Written by Abbas Muntaqim

R/evolutionary love is a transformative energy that has the inertia capable of defeating goliaths multiple times over. It is a love that is a byproduct of love for God—which produces an unshakable faith capable of defeating armies of shaytans. When reflecting on Assata’s life, she is a prime example of someone who embodied r/evolutionary love.

This is a love so deep that it can even reach the unknown valleys of the deep ocean. This type of love is not boxed in by the hollow enclaves of the material world, where individualism, egoism, and consumerism run supreme. Rather, it is a love that is transformed into the material world when spirits, souls, and hearts bond together in unison for a common love of God and the people He created.
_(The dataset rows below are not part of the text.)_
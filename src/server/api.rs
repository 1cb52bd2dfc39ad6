/// REST API server implementation
use axum::{
    Router,
    routing::{get, post},
};
use serde::{Deserialize, Serialize};
use std::collections::HashMap;
use std::net::SocketAddr;
use std::sync::Arc;
use tokio::net::TcpListener;
use tokio::sync::RwLock;

use super::account::{create_account, deactivate_account, get_account, update_account};
use super::auth::api_key_auth;
use super::certificate::{
    get_certificate, list_certificates, renew_certificate, revoke_certificate,
};
use super::health::{HealthCheck, health_handler};
use super::order::{create_order, get_order, list_orders, trigger_full_renewal};
use super::webhook::{WebhookHandler, webhook_handler};
use crate::AcmeClient;
use crate::config::Config;
use crate::error::Result;
use crate::notifications::WebhookManager;
use crate::orchestrator::OrchestrationStatus;
use crate::scheduler::RenewalScheduler;
// Use the trait
use crate::storage::StorageBackend;

/// Information about an asynchronous task
#[derive(Debug, Clone, Serialize, Deserialize)]
pub struct TaskInfo {
    pub status: OrchestrationStatus,
    pub domains: Vec<String>,
}

/// Server state
#[derive(Clone)]
pub struct AppState {
    /// Global configuration
    pub config: Arc<Config>,
    /// ACME client
    pub client: Option<Arc<AcmeClient>>,
    /// Storage backend
    pub storage: Option<Arc<dyn StorageBackend>>,
    /// Health check
    pub health: Arc<HealthCheck>,
    /// Webhook handler
    pub webhook: Arc<WebhookHandler>,
    /// Async tasks tracker
    pub tasks: Arc<RwLock<HashMap<String, TaskInfo>>>,
    /// Authorized API keys
    pub api_keys: Arc<Vec<String>>,
    /// Renewal scheduler
    pub scheduler: Option<Arc<dyn RenewalScheduler>>, // Use dyn trait
}

/// Start the API server
pub async fn start_server(
    addr: SocketAddr,
    config: Arc<Config>,
    client: Option<Arc<AcmeClient>>,
    storage: Option<Arc<dyn StorageBackend>>,
    webhook_manager: Arc<WebhookManager>,
    scheduler: Option<Arc<dyn RenewalScheduler>>, // Use dyn trait
) -> Result<()> {
    let health = Arc::new(HealthCheck::new());
    let webhook = Arc::new(WebhookHandler::new(webhook_manager));
    let tasks = Arc::new(RwLock::new(HashMap::new()));

    // Load API keys from environment variable ACMEX_API_KEYS (comma separated)
    let api_keys_str =
        std::env::var("ACMEX_API_KEYS").unwrap_or_else(|_| "secret-admin-key".to_string());
    let api_keys: Vec<String> = api_keys_str
        .split(',')
        .map(|s| s.trim().to_string())
        .collect();
    let api_keys = Arc::new(api_keys);

    let state = AppState {
        config,
        client,
        storage,
        health: health.clone(),
        webhook,
        tasks,
        api_keys,
        scheduler,
    };

    // Build router
    let api_routes = Router::new()
        // Account routes
        .route("/accounts", post(create_account))
        .route(
            "/accounts/:id",
            get(get_account)
                .patch(update_account)
                .delete(deactivate_account),
        )
        // Order routes
        .route("/orders", get(list_orders).post(create_order))
        .route("/orders/renew-all", post(trigger_full_renewal))
        .route("/orders/:id", get(get_order))
        // Certificate routes
        .route("/certificates", get(list_certificates))
        .route("/certificates/:id", get(get_certificate))
        .route("/certificates/:id/renew", post(renew_certificate))
        .route("/certificates/:id/revoke", post(revoke_certificate))
        .layer(axum::middleware::from_fn_with_state(
            state.clone(),
            api_key_auth,
        ));

    let app = Router::new()
        .route("/health", get(health_handler))
        .route("/webhook", post(webhook_handler))
        .nest("/api", api_routes)
        .with_state(state);

    // Create listener
    let listener = TcpListener::bind(addr).await.map_err(|e| {
        crate::error::AcmeError::transport(format!("Failed to bind API server: {}", e))
    })?;

    tracing::info!("API server listening on {}", addr);

    // Start server
    axum::serve(listener, app)
        .await
        .map_err(|e| crate::error::AcmeError::transport(format!("Server error: {}", e)))?;

    Ok(())
}

// Implement FromRef for sub-states to allow extracting specific parts of state
impl axum::extract::FromRef<AppState> for Arc<HealthCheck> {
    fn from_ref(state: &AppState) -> Self {
        state.health.clone()
    }
}

impl axum::extract::FromRef<AppState> for Arc<WebhookHandler> {
    fn from_ref(state: &AppState) -> Self {
        state.webhook.clone()
    }
}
It was this type of love that broke the chains of the neo-slave system off of Assata and allowed her to be free. She evaded the noose of domestic colonialism due to the willingness of her comrades to make the sacrifices to get her out—sacrifices powered by such love. The Caribbean Sea, where many of our unknown ancestors became martyrs, merged with the strength of the Cuban Revolution, which refused to give her up. This produced an international revolutionary love that bound the hearts of New Afrikans to the Cuban people, where not even the depths of the ocean could stop the bonds of solidarity—and it allowed Assata to have refuge from the harpoon of imperialism.

Assata was a product of comrades. And comrades too are produced from revolutionary love. There can be no camaraderie without revolutionary love, as it is the basis that fills the foundation. Assata’s life is not an individual one. To be a revolutionary is to accept that you, in reality, are no longer a single being. Rather, you accept that you are a part of a body that moves in harmony, connected by arteries of other revolutionaries.

Assata’s life is one filled with people at various points showing her love and support. Do we think she said, “we must love and support one another” out of thin air? Or is this love and support she referenced one that she received—one that made Assata… Assata.

Assata was and is a product of her comrades. What made her great was her comrades. And she is who made her comrades great as well. She was able to breathe the sea-kissed air for decades because her comrades chose the stale air of prison—so that her skin could be kissed by the sun… while those who freed her, if they were lucky, would get an hour of sun a day, and the most constant light was the artificial one in a cell.

To honor Assata is to honor Sekou Odinga, her beloved New Afrikan Muslim comrade who she joins in the heavens. Assata—who took the name Shakur, which means “the thankful one” in Arabic—was too thankful for her brother Sekou, who allowed her to be free.

To remember her is to honor Mutulu, another member of the Shakur household, where the blood of camaraderie and the spirit of Islam built a beautiful family of revolutionaries.

To remember her is to remember Marilyn Buck and Silvia Baraldini, whose camaraderie extended past the racial line, showing our common humanity.

To remember her is to remember Martyr Mtayari Sundiata.

It is to remember the struggle of Winston Kokayi Patterson.

To remember her is to remember the unknown comrades, whose names we don’t remember but whose spirit lives within us.

To remember Assata is to remember the current political prisoners of war who are still behind bars, like Kamau Sadiki, the father of her daughter Kakuya—who refused to give up information on Assata and is still paying the price for it.

To remember Assata is to remember the political prisoners of war who got their freedom and are still here with us—the likes of Jalil Muntaqim, Sundiata Acoli (who was on the turnpike with her in New Jersey), Jihad Abdulmumit, Ashanti Alston, and Dhoruba Bin Wahad. These are the comrades that made sacrifices, but where is their support? To remember Assata is to support the elders and veterans of the Black Liberation Movement!


But to remember Assata is not only to remember her comrades in the flesh and in the spiritual realm, it is to remember the principle: that none of us is free unless all of us are free.

It is to remember that love for Allah and for the people is not passive—it is active, sacrificial, egoless, and liberating. It is to remember that Assata’s liberation was an embodiment of love for God and love for the oppressed. That her existence in Cuba in exile was not isolation, but a living testament to solidarity amongst oppressed people. Remembering Assata is to ensure that her name endures not as a relic of a revolutionary in the past, but as a living example of “we have nothing to lose but our chains.”

Assata lives because revolutionary love lives. Martyrs live. Our ancestors’ spirit lives!

And revolutionary love lives only when we breathe life into it—through action, through sacrifice, through refusing to abandon those who carried us. Through committing to the struggle no matter the circumstances!

So when we call her name, let it not be a performance, nor a virtue signal. Let it not be only poetry. Let it be a commitment to oppressed people. Let it lead us to a pledge that we will not forget the political prisoners and political prisoners of war still held behind this Babylonian system. Let it be a pledge to support her comrades still struggling, and to make new comrades for the generations still to come.

To remember Assata is to make revolutionary love a lived practice of r/evolution, not a slogan. To remember Assata is to become comrades ourselves.

May Allah be pleased with our dear sister Assata and her comrades. May He have mercy on their souls.